Emily Dickinson in Love: The Case for Otis Lord
From the award-winning author of Poe the Detective: The Curious Circumstances Behind "The Mystery of Marie Roget" comes a compelling argument for the identity of Emily Dickinson's true love
Proud of my broken heart
Since thou didst break it,
Proud of the pain I
Did not feel till thee . . .
Those words were written by Emily Dickinson to a married man. Who was he?
For a century or more the identity of Emily Dickinson's mysterious "Master" has been eagerly sought, especially since three letters from her to him were found and published in 1955. In Emily Dickinson in Love, John Evangelist Walsh provides the first book-length treatment of this fascinating subject, offering a solution based wholly on documented facts and the poet's own writings.

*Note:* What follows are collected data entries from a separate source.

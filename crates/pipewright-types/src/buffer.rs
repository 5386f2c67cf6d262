//! Buffering policy for pipeline edges.

use serde::{Deserialize, Serialize};

/// Default byte capacity (matches the Linux kernel pipe default).
pub const DEFAULT_PIPE_CAPACITY: usize = 64 * 1024;

/// Default capacity for line-buffered edges.
pub const DEFAULT_LINE_CAPACITY: usize = 1024;

/// How an edge buffers data between its producer and consumer.
///
/// The policy is chosen when the graph is built and stays fixed for the
/// lifetime of the stream.
#[derive(Debug, Clone, Copy, PartialEq, Eq, Serialize, Deserialize)]
#[serde(tag = "mode", rename_all = "snake_case")]
pub enum BufferPolicy {
    /// Hold at most `capacity` unread bytes.
    Bytes { capacity: usize },
    /// Hold at most `capacity` complete, unread lines. A partial line stays
    /// with the producer until its newline arrives (or the stream closes).
    Lines { capacity: usize },
    /// Forward every write as its own chunk, one chunk in flight at a time.
    Unbuffered,
}

impl BufferPolicy {
    /// Byte-capacity policy. A capacity of zero is raised to one.
    pub fn bytes(capacity: usize) -> Self {
        BufferPolicy::Bytes {
            capacity: capacity.max(1),
        }
    }

    /// Line-capacity policy. A capacity of zero is raised to one.
    pub fn lines(capacity: usize) -> Self {
        BufferPolicy::Lines {
            capacity: capacity.max(1),
        }
    }

    /// Build a policy from a configured mode and the configured capacities.
    pub fn from_mode(mode: BufferMode, pipe_capacity: usize, line_capacity: usize) -> Self {
        match mode {
            BufferMode::Bytes => Self::bytes(pipe_capacity),
            BufferMode::Lines => Self::lines(line_capacity),
            BufferMode::Unbuffered => BufferPolicy::Unbuffered,
        }
    }

    /// Capacity in this policy's unit (bytes, lines, or chunks).
    pub fn capacity(&self) -> usize {
        match *self {
            BufferPolicy::Bytes { capacity } | BufferPolicy::Lines { capacity } => capacity,
            BufferPolicy::Unbuffered => 1,
        }
    }

    /// The unit `capacity` is counted in.
    pub fn unit(&self) -> &'static str {
        match self {
            BufferPolicy::Bytes { .. } => "bytes",
            BufferPolicy::Lines { .. } => "lines",
            BufferPolicy::Unbuffered => "chunks",
        }
    }
}

impl Default for BufferPolicy {
    fn default() -> Self {
        BufferPolicy::Bytes {
            capacity: DEFAULT_PIPE_CAPACITY,
        }
    }
}

/// Buffering mode as written in configuration files.
#[derive(Debug, Clone, Copy, Default, PartialEq, Eq, Serialize, Deserialize)]
#[serde(rename_all = "snake_case")]
pub enum BufferMode {
    #[default]
    Bytes,
    Lines,
    Unbuffered,
}
//! upper — Uppercase every line.

use async_trait::async_trait;

use crate::functions::{NodeFunction, NodeIo};

pub struct Upper;

#[async_trait]
impl NodeFunction for Upper {
    fn name(&self) -> &str {
        "upper"
    }

    async fn run(&self, io: NodeIo) -> anyhow::Result<i32> {
        let mut stdout = io.stdout;
        let mut lines = io.stdin.lines();
        while let Some(line) = lines.next_line().await? {
            stdout.write_line(&line.to_uppercase()).await?;
        }
        stdout.close().await?;
        Ok(0)
    }
}
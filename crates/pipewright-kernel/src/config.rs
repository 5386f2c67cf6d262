//! Engine configuration.
//!
//! Loaded from `~/.config/pipewright/engine.toml` (XDG on Linux). Every field
//! has a default, so a missing file or a partial file both work.

use std::path::{Path, PathBuf};
use std::time::Duration;

use anyhow::{Context, Result};
use directories::ProjectDirs;
use serde::{Deserialize, Serialize};

use pipewright_types::{BufferMode, BufferPolicy, DEFAULT_LINE_CAPACITY, DEFAULT_PIPE_CAPACITY};

/// Tunables for pipelines and parallel groups.
#[derive(Debug, Clone, PartialEq, Eq, Serialize, Deserialize)]
pub struct EngineConfig {
    /// Byte capacity of `bytes` edges.
    #[serde(default = "default_pipe_capacity")]
    pub pipe_capacity: usize,

    /// Line capacity of `lines` edges.
    #[serde(default = "default_line_capacity")]
    pub line_capacity: usize,

    /// Policy for edges whose producer doesn't pick one.
    #[serde(default)]
    pub default_buffer: BufferMode,

    /// Grace period between SIGTERM and SIGKILL, in milliseconds.
    #[serde(default = "default_kill_grace_ms")]
    pub kill_grace_ms: u64,

    /// How many trailing stderr bytes each node keeps for its report.
    #[serde(default = "default_stderr_sample_bytes")]
    pub stderr_sample_bytes: usize,

    /// Concurrency limit for parallel groups (default: host parallelism).
    #[serde(default)]
    pub group_limit: Option<usize>,

    /// Cancel the remaining group members on the first failure.
    #[serde(default)]
    pub fail_fast: bool,
}

fn default_pipe_capacity() -> usize {
    DEFAULT_PIPE_CAPACITY
}

fn default_line_capacity() -> usize {
    DEFAULT_LINE_CAPACITY
}

fn default_kill_grace_ms() -> u64 {
    2_000
}

fn default_stderr_sample_bytes() -> usize {
    4 * 1024
}

impl Default for EngineConfig {
    fn default() -> Self {
        Self {
            pipe_capacity: default_pipe_capacity(),
            line_capacity: default_line_capacity(),
            default_buffer: BufferMode::default(),
            kill_grace_ms: default_kill_grace_ms(),
            stderr_sample_bytes: default_stderr_sample_bytes(),
            group_limit: None,
            fail_fast: false,
        }
    }
}

impl EngineConfig {
    /// Load configuration from the default path.
    ///
    /// If the config file doesn't exist, returns default configuration.
    pub fn load() -> Result<Self> {
        let path = Self::config_path()?;

        if !path.exists() {
            tracing::debug!("No config file at {}, using defaults", path.display());
            return Ok(Self::default());
        }

        Self::load_from(&path)
    }

    /// Load configuration from a specific path.
    pub fn load_from(path: &Path) -> Result<Self> {
        let content = std::fs::read_to_string(path)
            .with_context(|| format!("Failed to read config from {}", path.display()))?;

        toml::from_str(&content)
            .with_context(|| format!("Failed to parse config from {}", path.display()))
    }

    /// Get the default config file path.
    pub fn config_path() -> Result<PathBuf> {
        let dirs = ProjectDirs::from("", "", "pipewright")
            .context("Could not determine config directory")?;

        Ok(dirs.config_dir().join("engine.toml"))
    }

    /// Buffering policy for edges that don't override it.
    pub fn default_policy(&self) -> BufferPolicy {
        BufferPolicy::from_mode(self.default_buffer, self.pipe_capacity, self.line_capacity)
    }

    /// Grace period for kill escalation.
    pub fn kill_grace(&self) -> Duration {
        Duration::from_millis(self.kill_grace_ms)
    }

    /// Effective concurrency limit for parallel groups.
    pub fn group_limit(&self) -> usize {
        self.group_limit
            .filter(|n| *n > 0)
            .unwrap_or_else(host_parallelism)
    }
}

/// Number of execution units available to this process.
pub fn host_parallelism() -> usize {
    std::thread::available_parallelism()
        .map(|n| n.get())
        .unwrap_or(1)
}

#[cfg(test)]
mod tests {
    use super::*;
    use std::io::Write;

    #[test]
    fn defaults_are_sane() {
        let config = EngineConfig::default();
        assert_eq!(config.pipe_capacity, 64 * 1024);
        assert_eq!(config.kill_grace(), Duration::from_secs(2));
        assert!(config.group_limit() >= 1);
        assert_eq!(config.default_policy(), BufferPolicy::Bytes { capacity: 64 * 1024 });
    }

    #[test]
    fn partial_file_keeps_defaults() {
        let mut file = tempfile::NamedTempFile::new().unwrap();
        writeln!(file, "kill_grace_ms = 250\ndefault_buffer = \"lines\"\nline_capacity = 16").unwrap();

        let config = EngineConfig::load_from(file.path()).unwrap();
        assert_eq!(config.kill_grace_ms, 250);
        assert_eq!(config.default_policy(), BufferPolicy::Lines { capacity: 16 });
        assert_eq!(config.stderr_sample_bytes, 4096);
    }

    #[test]
    fn zero_group_limit_falls_back_to_host() {
        let config = EngineConfig {
            group_limit: Some(0),
            ..Default::default()
        };
        assert_eq!(config.group_limit(), host_parallelism());
    }

    #[test]
    fn malformed_file_reports_path() {
        let mut file = tempfile::NamedTempFile::new().unwrap();
        writeln!(file, "pipe_capacity = \"lots\"").unwrap();

        let err = EngineConfig::load_from(file.path()).unwrap_err();
        assert!(format!("{err:#}").contains("Failed to parse config"));
    }
}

Crafting the affair as a love story of rare appeal, and writing with exquisite attention to detail, in Part I Walsh reveals and meticulously proves the Master to be Otis Lord, a friend of the poet's father and a man of some reputation in law and politics. Part II portrays the full dimensions of their thirty-year romance, most of it clandestine, including a series of secret meetings in Boston.
After uncovering and confirming the Master's identity, Walsh fits that information into known events of Emily's life to make sense of facts long known but little understood--Emily's decision to dress always in white, for instance, or her extreme withdrawal from a normal existence when she had previously been an active, outgoing friend to many men and women.
In a lengthy section of Notes and Sources, Walsh presents his proofs in abundant detail, demonstrating that the evidence favors one man so irresistibly that there is left no room for doubt. Each reader will decide if he has truly succeeded in making the case for Otis Lord.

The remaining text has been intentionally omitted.